The advantage is that the game is less drawish than it would be with royal Kingriders. It's a prisoner's dilemma kind of advantage. There is no advantage to the player to have a King Battler rather than a Kingrider. But there is an advantage for both players when the game uses royal King Battlers instead of royal Kingriders.
It is ironic that this piece's inventor was named Modest as the latest comment by Fergus Duniho is modest indeed. Mr. Duniho has devised many of his own 'halfway Royal houses' between King and Kingrider. In Fusion Chess he has a King that can acquire extra moves by merging with Rook OR Bishop but not both, to become as powerful as Shogi's Dragon pieces. A King combined with one piece can check an uncombined King, or one combined with a different piece. Even better, in his British Chess, is a Kingrider barred not only from moving INTO check but also from moving THROUGH check, a sort of extension of en passant. Like the King Battler it can capture pieces checking it only if adjacent, and it may also find other escape routes blocked. Again the biggest difference is in the area known in Xiang Qi circles as 'facing each other bare'. If the path between these pieces is guarded by both players' other pieces there is no check, if guarded by one player's other piece(s) only that player's opponent is in check.
Your comments on the Queen in British Chess, what you call a royal Kingrider, are inaccurate. A Queen may never check the other Queen. The restrictions on the Queen's movement do not hold when one Queen could attack the other. If two Queens ever did oppose each other across an empty line, which is an impossible situation in British Chess, either one could freely capture the other no matter what pieces guarded spaces in between.
I spotted another inaccuracy regarding the British Chess Queen. You said 'it can capture pieces checking it only if adjacent.' This does not hold for checks from the Dragon, which leaps every other space. When a Dragon checks the Queen from its closest checking position, which is two squares away, the Queen may capture it when the intervening space and the Dragon's own space are undefended.
Fair cop over 'adjacent', I do tend to concentrate on moves comprising unity and coprime leaps and neglect the rest. 'Nearest possible check' would also cover check by an Alfil, Dabbaba, or their riders, but describing check by an Alibaba or Waffle is harder. My other error is presentational. I mentioned a brilliant idea - replacing the King with something that can move long-range but not through check - gave its origin, and then considered the piece generally without the further restrictions of a particular game. This I could have made clearer. In fact I overstated the possibilities of check without the outright bare-facing ban, as check would always require the intermediate square NEAREST the checked piece to be guarded by an enemy piece. Whether what I describe is the same as Mr. Duniho's piece is a moot point, but if he wants to credit me with inventing something different I must credit him in turn for inspiring it. Either version still ranks alongside the King Battler as being stronger than the standard King but not as overwhelming as an unrestricted Kingrider.

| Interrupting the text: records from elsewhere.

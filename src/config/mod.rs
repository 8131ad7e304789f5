// Copyright 2025 Muvon Un Limited
//
// Licensed under the Apache License, Version 2.0 (the "License");
// you may not use this file except in compliance with the License.
// You may obtain a copy of the License at
//
//     http://www.apache.org/licenses/LICENSE-2.0
//
// Unless required by applicable law or agreed to in writing, software
// distributed under the License is distributed on an "AS IS" BASIS,
// WITHOUT WARRANTIES OR CONDITIONS OF ANY KIND, either express or implied.
// See the License for the specific language governing permissions and
// limitations under the License.

use serde::{Deserialize, Serialize};
use std::cell::RefCell;
use std::path::PathBuf;

pub mod loading;
pub mod providers;
pub mod validation;

pub use providers::*;

#[derive(Debug, Serialize, Deserialize, Clone, PartialEq, Default)]
pub enum LogLevel {
	#[serde(rename = "none")]
	#[default]
	None,
	#[serde(rename = "info")]
	Info,
	#[serde(rename = "debug")]
	Debug,
}

impl LogLevel {
	/// Check if info logging is enabled
	pub fn is_info_enabled(&self) -> bool {
		matches!(self, LogLevel::Info | LogLevel::Debug)
	}

	/// Check if debug logging is enabled
	pub fn is_debug_enabled(&self) -> bool {
		matches!(self, LogLevel::Debug)
	}

	pub fn as_str(&self) -> &'static str {
		match self {
			LogLevel::None => "none",
			LogLevel::Info => "info",
			LogLevel::Debug => "debug",
		}
	}
}

impl std::str::FromStr for LogLevel {
	type Err = anyhow::Error;

	fn from_str(s: &str) -> Result<Self, Self::Err> {
		match s.to_lowercase().as_str() {
			"none" => Ok(LogLevel::None),
			"info" => Ok(LogLevel::Info),
			"debug" => Ok(LogLevel::Debug),
			other => Err(anyhow::anyhow!(
				"Invalid log level '{}'. Use: none, info, or debug",
				other
			)),
		}
	}
}

// Default functions
pub(crate) fn default_model() -> String {
	"google:gemini-1.5-flash".to_string()
}

pub(crate) fn default_api_base_url() -> String {
	"https://generativelanguage.googleapis.com/v1beta".to_string()
}

pub(crate) fn default_request_timeout_seconds() -> u64 {
	60 // Upper bound for a single generateContent round-trip
}

fn default_markdown_rendering() -> bool {
	true
}

pub(crate) fn default_search_url() -> String {
	"https://www.google.com/search".to_string()
}

#[derive(Debug, Serialize, Deserialize, Clone)]
pub struct Config {
	#[serde(default)]
	pub log_level: LogLevel,

	// Model in provider:model format
	#[serde(default = "default_model")]
	pub model: String,

	#[serde(default = "default_api_base_url")]
	pub api_base_url: String,

	#[serde(default = "default_request_timeout_seconds")]
	pub request_timeout_seconds: u64,

	#[serde(default = "default_markdown_rendering")]
	pub enable_markdown_rendering: bool,

	#[serde(default = "default_search_url")]
	pub search_url: String,

	// External speech-to-text command; prints one utterance transcript on stdout
	#[serde(default, skip_serializing_if = "Option::is_none")]
	pub voice_command: Option<String>,

	#[serde(default)]
	pub providers: ProvidersConfig,

	#[serde(skip)]
	config_path: Option<PathBuf>,

	#[serde(skip)]
	env_api_key: Option<EnvApiKey>,
}

/// API key taken from the environment, and the file key it shadows
#[derive(Debug, Clone)]
struct EnvApiKey {
	key: String,
	file_key: Option<String>,
}

impl Default for Config {
	fn default() -> Self {
		Self {
			log_level: LogLevel::default(),
			model: default_model(),
			api_base_url: default_api_base_url(),
			request_timeout_seconds: default_request_timeout_seconds(),
			enable_markdown_rendering: default_markdown_rendering(),
			search_url: default_search_url(),
			voice_command: None,
			providers: ProvidersConfig::default(),
			config_path: None,
			env_api_key: None,
		}
	}
}

impl Config {
	/// Get the global log level
	pub fn get_log_level(&self) -> LogLevel {
		self.log_level.clone()
	}

	/// Path this config was loaded from (or will be saved to)
	pub fn config_path(&self) -> Option<&PathBuf> {
		self.config_path.as_ref()
	}

	pub fn request_timeout(&self) -> std::time::Duration {
		std::time::Duration::from_secs(self.request_timeout_seconds)
	}
}

// Logging macros for different log levels
// These macros automatically check the current log level and only print if appropriate

thread_local! {
	static CURRENT_CONFIG: RefCell<Option<Config>> = const { RefCell::new(None) };
}

/// Set the current config for the thread (to be used by logging macros)
pub fn set_thread_config(config: &Config) {
	CURRENT_CONFIG.with(|c| {
		*c.borrow_mut() = Some(config.clone());
	});
}

/// Get the current config for the thread
pub fn with_thread_config<F, R>(f: F) -> Option<R>
where
	F: FnOnce(&Config) -> R,
{
	CURRENT_CONFIG.with(|c| (*c.borrow()).as_ref().map(f))
}

/// Info logging macro with automatic cyan coloring
/// Shows info messages when log level is Info OR Debug
#[macro_export]
macro_rules! log_info {
	($fmt:expr) => {
		if let Some(should_log) = $crate::config::with_thread_config(|config| config.get_log_level().is_info_enabled()) {
			if should_log {
				use colored::Colorize;
				println!("{}", $fmt.cyan());
			}
		}
	};
	($fmt:expr, $($arg:expr),*) => {
		if let Some(should_log) = $crate::config::with_thread_config(|config| config.get_log_level().is_info_enabled()) {
			if should_log {
				use colored::Colorize;
				println!("{}", format!($fmt, $($arg),*).cyan());
			}
		}
	};
}

/// Debug logging macro with automatic bright blue coloring
#[macro_export]
macro_rules! log_debug {
	($fmt:expr) => {
		if let Some(should_log) = $crate::config::with_thread_config(|config| config.get_log_level().is_debug_enabled()) {
			if should_log {
				use colored::Colorize;
				println!("{}", $fmt.bright_blue());
			}
		}
	};
	($fmt:expr, $($arg:expr),*) => {
		if let Some(should_log) = $crate::config::with_thread_config(|config| config.get_log_level().is_debug_enabled()) {
			if should_log {
				use colored::Colorize;
				println!("{}", format!($fmt, $($arg),*).bright_blue());
			}
		}
	};
}

/// Error logging macro with automatic bright red coloring
/// Always visible regardless of log level (errors should always be shown)
#[macro_export]
macro_rules! log_error {
	($fmt:expr) => {{
		use colored::Colorize;
		eprintln!("{}", $fmt.bright_red());
	}};
	($fmt:expr, $($arg:expr),*) => {{
		use colored::Colorize;
		eprintln!("{}", format!($fmt, $($arg),*).bright_red());
	}};
}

I can't fully credit you with invention of the piece you describe, because it was a discarded invention of my own. It was a transitional form of the Queen in British Chess, but it made the game trickier and more confusing. So I made the Queen less complicated by exempting QxQ from the Queen's usual movement restrictions. By the way, if you want to be accurate in the way you formally refer to me, you should call me Dr. Duniho. Mr. Duniho is my brother, but he has no interest in Chess variants.
Having followed a random link I note that the piece described in the last four comments (King that can move as Queen even out of, but not through or into, check) was used in John Love-Jensen's SuperKing, posted in 1996. Therefore he seems to be its inventor (unless anyone knows of any earlier use). Whether two such pieces could face each other in that game I have yet to ascertain.
The page on Heraldic Chess, from which this piece comes, was posted six months before the page on SuperKing.